The technical object according to the invention also relates to the passive pump of the filter system, when the holding area of the pump housing is axially seen with respect to the stroke axis, the position of the fastening area in the resting position and the fastening area in the operating position. It is eliminated in that it is located between the positions. The abovementioned advantages of the hand pump according to the invention apply equally to the filter system according to the invention.

According to the present invention, there is provided a filter system with a manual pump and a manual pump of the above-described type, so that the stroke volume as large as possible with the smallest construction space possible.

Other advantages, features and details of the present invention are derived from the following description, in which an embodiment of the present invention will be described in more detail with the aid of the drawings. Those skilled in the art will also individually consider the features disclosed in combination with the figures, description and claims, and combine them in other convenient combinations.
1 is a schematic cross-sectional view of a passive pump integrated into a filter head of a fuel filter system.
2 is a schematic cross-sectional view of the manual pump of FIG. 1 during operation.
3 is a schematic different cross-sectional view of the hand pump of FIG. 1.
In the drawings, like reference numerals refer to like elements.

1, a detailed view of a fuel filter system 10 of an internal combustion engine of a motor vehicle is illustrated. The fuel filter system 10 includes a filter head 12 in which a replaceable filter 14 is mounted thereon which is of no interest.

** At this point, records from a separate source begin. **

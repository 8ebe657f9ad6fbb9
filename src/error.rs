// src/error.rs

use thiserror::Error;

/// Which side of the vehicle a lane lookup referred to.
#[derive(Debug, Clone, Copy, PartialEq, Eq)]
pub enum Side {
    Left,
    Right,
}

impl std::fmt::Display for Side {
    fn fmt(&self, f: &mut std::fmt::Formatter<'_>) -> std::fmt::Result {
        match self {
            Self::Left => write!(f, "left"),
            Self::Right => write!(f, "right"),
        }
    }
}

#[derive(Debug, Error)]
pub enum TrackerError {
    /// Fewer than three points, or the normal equations could not be solved.
    #[error("degenerate fit: {points} point(s), need at least 3")]
    DegenerateFit { points: usize },

    /// The distance engine found no lane curve on the required side.
    #[error("no lane curve found on the {side} side")]
    NoLaneOnSide { side: Side },

    /// Malformed startup parameters. Fatal; never raised per-frame.
    #[error("invalid configuration: {0}")]
    Configuration(String),
}
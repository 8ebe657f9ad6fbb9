use crate::error::TrackerError;
use crate::types::Config;
use anyhow::Result;
use std::fs;

impl Config {
    pub fn load(path: &str) -> Result<Self> {
        let contents = fs::read_to_string(path)?;
        let config: Config = serde_yaml::from_str(&contents)?;
        Ok(config)
    }

    /// Startup validation. Malformed parameters are fatal before the first
    /// frame; nothing here is checked again per-frame.
    pub fn validate(&self) -> Result<(), TrackerError> {
        if self.tracker.stripe_count == 0 {
            return Err(TrackerError::Configuration(
                "tracker.stripe_count must be at least 1".into(),
            ));
        }
        if self.tracker.history_depth < 2 {
            return Err(TrackerError::Configuration(
                "tracker.history_depth must be at least 2 (gap-fill reads one frame back)".into(),
            ));
        }
        if self.tracker.sense == 0 {
            return Err(TrackerError::Configuration(
                "tracker.sense must be at least 1".into(),
            ));
        }
        if self.bird.output_width == 0 || self.bird.output_height == 0 {
            return Err(TrackerError::Configuration(
                "bird.output_width and bird.output_height must be non-zero".into(),
            ));
        }
        if self.detection.line_search_width <= 0.0 {
            return Err(TrackerError::Configuration(
                "detection.line_search_width must be positive".into(),
            ));
        }
        if self.detection.quadratic_gate <= 0.0 {
            return Err(TrackerError::Configuration(
                "detection.quadratic_gate must be positive".into(),
            ));
        }
        Ok(())
    }
}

Hand pump 16 is integrated into filter head 12. The manual pump 16 serves to manually inject fuel from the tank, for example after replacement of the replaceable filter 14 or before restarting the internal combustion engine when the tank is emptying.

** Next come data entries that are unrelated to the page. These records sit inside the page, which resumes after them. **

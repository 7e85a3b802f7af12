use super::domain::SourceChannel;
use super::random::RandomSource;
use super::sampling::{percentage_of, rounded_percentage, shuffle};
use super::views::ChannelShareEntry;
use tracing::debug;

/// Upper bound on secondary channels appended to the base set.
pub const MAX_SECONDARY_CHANNELS: usize = 2;

#[derive(Debug, Clone)]
pub struct SourceAttributionModel {
    channels: Vec<SourceChannel>,
}

impl SourceAttributionModel {
    pub fn new(channels: Vec<SourceChannel>) -> Self {
        Self { channels }
    }

    /// Base channels followed by 0 to 2 distinct channels sampled from `secondary`.
    ///
    /// Secondary channels sharing a name with a base channel are never picked.
    pub fn assemble<S: RandomSource + ?Sized>(
        base: &[SourceChannel],
        secondary: &[SourceChannel],
        rng: &mut S,
    ) -> Self {
        let mut candidates: Vec<SourceChannel> = secondary
            .iter()
            .filter(|candidate| {
                !base
                    .iter()
                    .any(|channel| channel.display_name == candidate.display_name)
            })
            .cloned()
            .collect();
        shuffle(&mut candidates, rng);

        let picked = rng
            .next_below(MAX_SECONDARY_CHANNELS + 1)
            .min(candidates.len());
        candidates.truncate(picked);
        debug!(
            base = base.len(),
            secondary = picked,
            "assembled source channels"
        );

        let mut channels = base.to_vec();
        channels.extend(candidates);
        Self { channels }
    }

    pub fn channels(&self) -> &[SourceChannel] {
        &self.channels
    }

    pub fn total_leads(&self) -> u64 {
        self.channels
            .iter()
            .map(|channel| u64::from(channel.lead_count))
            .sum()
    }

    pub fn shares(&self) -> Vec<ChannelShareEntry> {
        let total = self.total_leads();
        self.channels
            .iter()
            .map(|channel| {
                let leads = u64::from(channel.lead_count);
                ChannelShareEntry {
                    display_name: channel.display_name.clone(),
                    monetary_value: channel.monetary_value,
                    lead_count: channel.lead_count,
                    color_hex: channel.color_hex.clone(),
                    color_token: channel.color_token.clone(),
                    share_pct: percentage_of(leads, total),
                    rounded_share_pct: rounded_percentage(leads, total),
                }
            })
            .collect()
    }
}

#[cfg(test)]
mod tests {
    use super::*;
    use crate::dashboard::random::SequenceSource;
    use crate::dashboard::seeds;

    #[test]
    fn base_pool_shares_round_to_display_values() {
        let model = SourceAttributionModel::new(seeds::base_channels());
        assert_eq!(model.total_leads(), 110);
        let rounded: Vec<_> = model
            .shares()
            .iter()
            .map(|entry| entry.rounded_share_pct)
            .collect();
        assert_eq!(rounded, vec![45, 36, 9, 9]);
    }

    #[test]
    fn zero_sampled_keeps_only_base() {
        // three shuffle draws, then k = 0
        let mut rng = SequenceSource::new([0, 0, 0, 0]);
        let model = SourceAttributionModel::assemble(
            &seeds::base_channels(),
            &seeds::secondary_channels(),
            &mut rng,
        );
        assert_eq!(model.channels(), seeds::base_channels().as_slice());
    }

    #[test]
    fn samples_follow_shuffled_order() {
        // shuffle: i=3 -> 3, i=2 -> 2, i=1 -> 0 gives [Referral, Google Ads, ...]; k = 2
        let mut rng = SequenceSource::new([3, 2, 0, 2]);
        let model = SourceAttributionModel::assemble(
            &seeds::base_channels(),
            &seeds::secondary_channels(),
            &mut rng,
        );
        let names: Vec<_> = model
            .channels()
            .iter()
            .map(|channel| channel.display_name.as_str())
            .collect();
        assert_eq!(
            names,
            vec!["Clutch", "Behance", "Instagram", "Dribbble", "Referral", "Google Ads"]
        );
        assert_eq!(model.total_leads(), 110 + 25 + 30);
    }

    #[test]
    fn duplicate_names_are_never_sampled() {
        let base = seeds::base_channels();
        let mut secondary = seeds::secondary_channels();
        secondary.truncate(1);
        secondary.push(base[0].clone());

        // shuffle keeps order, k = 2 but only one distinct candidate exists
        let mut rng = SequenceSource::new([2]);
        let model = SourceAttributionModel::assemble(&base, &secondary, &mut rng);
        assert_eq!(model.channels().len(), 5);
        assert_eq!(model.channels()[4].display_name, "Google Ads");
    }

    #[test]
    fn zero_total_yields_zero_shares() {
        let empty = SourceAttributionModel::new(Vec::new());
        assert!(empty.shares().is_empty());

        let mut silent = seeds::base_channels();
        silent.iter_mut().for_each(|channel| channel.lead_count = 0);
        let model = SourceAttributionModel::new(silent);
        assert!(model
            .shares()
            .iter()
            .all(|entry| entry.share_pct == 0.0 && entry.rounded_share_pct == 0));
    }
}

In the filter head 12, a suction line 18 of the manual pump 16 is arranged. Suction line 18 can be seen in the cross sectional view of FIG. 3. The suction line 18 is connected to a fuel supply line coming out of the tank and not shown in the drawing, and into the pump chamber 20 of the pump housing 22 of the manual pump 16. In the intake line 18, an inlet check valve 24 is arranged which opens to suck fuel into the pump chamber 20.

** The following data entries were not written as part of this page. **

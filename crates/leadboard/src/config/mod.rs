use std::env;
use std::fmt;
use std::net::{IpAddr, SocketAddr};

/// Distinguishes runtime behavior for different stages of the service.
#[derive(Debug, Clone, Copy, PartialEq, Eq)]
pub enum AppEnvironment {
    Development,
    Test,
    Production,
}

impl AppEnvironment {
    fn from_str(value: &str) -> Self {
        match value.trim().to_ascii_lowercase().as_str() {
            "prod" | "production" => Self::Production,
            "test" | "ci" => Self::Test,
            _ => Self::Development,
        }
    }
}

/// Top-level configuration for the application.
#[derive(Debug, Clone)]
pub struct AppConfig {
    pub environment: AppEnvironment,
    pub server: ServerConfig,
    pub telemetry: TelemetryConfig,
    pub dashboard: DashboardConfig,
}

impl AppConfig {
    pub fn load() -> Result<Self, ConfigError> {
        dotenvy::dotenv().ok();

        let environment = AppEnvironment::from_str(
            &env::var("APP_ENV").unwrap_or_else(|_| "development".to_string()),
        );

        let host = env::var("APP_HOST").unwrap_or_else(|_| "127.0.0.1".to_string());
        let port = env::var("APP_PORT")
            .unwrap_or_else(|_| "3000".to_string())
            .parse::<u16>()
            .map_err(|_| ConfigError::InvalidPort)?;

        let log_level = env::var("APP_LOG_LEVEL").unwrap_or_else(|_| "info".to_string());

        let seed = match env::var("APP_DASHBOARD_SEED") {
            Ok(raw) if !raw.trim().is_empty() => Some(
                raw.trim()
                    .parse::<u64>()
                    .map_err(|_| ConfigError::InvalidSeed { value: raw })?,
            ),
            _ => None,
        };

        Ok(Self {
            environment,
            server: ServerConfig { host, port },
            telemetry: TelemetryConfig { log_level },
            dashboard: DashboardConfig { seed },
        })
    }
}

/// Settings controlling the HTTP server binding.
#[derive(Debug, Clone)]
pub struct ServerConfig {
    pub host: String,
    pub port: u16,
}

impl ServerConfig {
    pub fn socket_addr(&self) -> Result<SocketAddr, ConfigError> {
        if self.host.eq_ignore_ascii_case("localhost") {
            return Ok(SocketAddr::new(IpAddr::from([127, 0, 0, 1]), self.port));
        }

        let ip: IpAddr = self
            .host
            .parse()
            .map_err(|source| ConfigError::InvalidHost { source })?;

        Ok(SocketAddr::new(ip, self.port))
    }
}

/// Tracing controls.
#[derive(Debug, Clone)]
pub struct TelemetryConfig {
    pub log_level: String,
}

/// Sampling controls for dashboard snapshots.
///
/// With a fixed `seed` every snapshot that does not ask for its own seed is
/// drawn from the same sequence, which keeps demos and screenshots stable.
#[derive(Debug, Clone, Default)]
pub struct DashboardConfig {
    pub seed: Option<u64>,
}

#[derive(Debug)]
pub enum ConfigError {
    InvalidPort,
    InvalidHost { source: std::net::AddrParseError },
    InvalidSeed { value: String },
}

impl fmt::Display for ConfigError {
    fn fmt(&self, f: &mut fmt::Formatter<'_>) -> fmt::Result {
        match self {
            ConfigError::InvalidPort => write!(f, "APP_PORT must be a valid u16"),
            ConfigError::InvalidHost { .. } => {
                write!(f, "APP_HOST must parse to an IPv4 or IPv6 address")
            }
            ConfigError::InvalidSeed { value } => {
                write!(f, "APP_DASHBOARD_SEED must be a valid u64 (got '{value}')")
            }
        }
    }
}

impl std::error::Error for ConfigError {
    fn source(&self) -> Option<&(dyn std::error::Error + 'static)> {
        match self {
            ConfigError::InvalidPort | ConfigError::InvalidSeed { .. } => None,
            ConfigError::InvalidHost { source } => Some(source),
        }
    }
}

#[cfg(test)]
mod tests {
    use super::*;
    use std::env;
    use std::sync::{Mutex, OnceLock};

    fn env_guard() -> &'static Mutex<()> {
        static GUARD: OnceLock<Mutex<()>> = OnceLock::new();
        GUARD.get_or_init(|| Mutex::new(()))
    }

    fn reset_env() {
        env::remove_var("APP_ENV");
        env::remove_var("APP_HOST");
        env::remove_var("APP_PORT");
        env::remove_var("APP_LOG_LEVEL");
        env::remove_var("APP_DASHBOARD_SEED");
    }

    #[test]
    fn load_uses_defaults_when_env_missing() {
        let _lock = env_guard().lock().expect("env mutex poisoned");
        reset_env();
        let config = AppConfig::load().expect("config loads with defaults");
        assert_eq!(config.environment, AppEnvironment::Development);
        assert_eq!(config.server.host, "127.0.0.1");
        assert_eq!(config.server.port, 3000);
        assert_eq!(config.telemetry.log_level, "info");
        assert_eq!(config.dashboard.seed, None);
    }

    #[test]
    fn accepts_localhost_host() {
        let _lock = env_guard().lock().expect("env mutex poisoned");
        reset_env();
        env::set_var("APP_HOST", "localhost");
        let config = AppConfig::load().expect("config loads");
        let addr = config.server.socket_addr().expect("localhost resolves");
        assert_eq!(addr, SocketAddr::new(IpAddr::from([127, 0, 0, 1]), 3000));
        reset_env();
    }

    #[test]
    fn reads_dashboard_seed() {
        let _lock = env_guard().lock().expect("env mutex poisoned");
        reset_env();
        env::set_var("APP_DASHBOARD_SEED", " 42 ");
        let config = AppConfig::load().expect("config loads");
        assert_eq!(config.dashboard.seed, Some(42));
        reset_env();
    }

    #[test]
    fn rejects_non_numeric_seed() {
        let _lock = env_guard().lock().expect("env mutex poisoned");
        reset_env();
        env::set_var("APP_DASHBOARD_SEED", "lucky");
        let err = AppConfig::load().expect_err("seed must be numeric");
        assert!(matches!(err, ConfigError::InvalidSeed { ref value } if value == "lucky"));
        reset_env();
    }
}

The pressure line 26 of the hand pump 16 shown in FIGS. 1 and 2 connects the pump chamber 20 with the inlet 28 of the replaceable filter 14. Within the pressure line 26, an outlet check valve 30 is arranged which opens to pump fuel from the pump chamber 20 into the exchangeable filter 14.

In the pump housing 22, a knob 32, identified generally at 32, is supported such that it is axially movable relative to the stroke axis 34. The knob 32 consists of an outer cap 36 and a support cap 38.

The outer cap 36 is generally approximately cup-shaped. On the free end face of the outer cap 36, a radial flange 40 is integrally formed. The support cap 38 is also approximately cup-shaped. It has a radial counter flange 42 at its free end face, the radial outer rim of which is bent at right angles from the base 44 of the support cap 38. The support cap 38 is inserted into the outer cap 36, wherein a rubber-shaped, substantially cup-shaped membrane 46 having a stepped configuration on its circumferential side is supported by the support cap 38 and the outer cap 36. Is clamped between

A curved ring section 48 of the membrane 46 surrounds the fastening region 50 of the knob 32 provided for the membrane 46 between the flange 40 and the counter flange 42.

The ring section 48 has sealing beads 52 extending circumferentially in the radially outer rim of the membrane 46. The sealing bead 52 is clamped in the holding area 54 between the lid 56 and the upper edge of the housing base portion 58 of the pump housing 22, in this regard, at the same time taking on the sealing function. The pump housing 22 is hermetically closed by crimping of the lid 56 on the rim.

The knob 32 with the membrane 46 projects outwardly through the opening 60 in the lid 56, where the radial flange 40 lies on the inner surface of the lid 56. The ring section 48 of the membrane 46 extends from the holding area 54 to the fastening area 50 and on the lid 56 in the rest position I of the knob 32 shown in FIGS. 1 and 3. Is placed on.

The cylinder section 62 extends away from the inner surface of the base 44 of the support cap 38 and is concentric with the stroke axis 34. The axial extension range of the cylinder section 62 approximately coincides with the axial extension range of the support cap 38.

Housing base portion 50 includes a cylindrical wall section 64 having a base 66 at its lower end. The base 66, the cylindrical wall section 64, the membrane 46 and the knob 32 define a pressure chamber 20, the volume of which is pressed by the knob 32 and the corresponding membrane ( Changeable by the movement of 46).

On the base 66, two guide elements 68 are provided, concentrically aligned with the cylinder section 62 of the support cap 38. The cylinder section 62 is located inside the cylinder which is defined by the guide element 68. The guide elements 68 are spaced apart from each other over their entire length in the direction of the stroke axis 34 by two passage slots 70 aligned in FIGS. 1 and 2. The passage slot 70 allows fuel to pass in from the area of the pump chamber 20 surrounded by the guide element 68.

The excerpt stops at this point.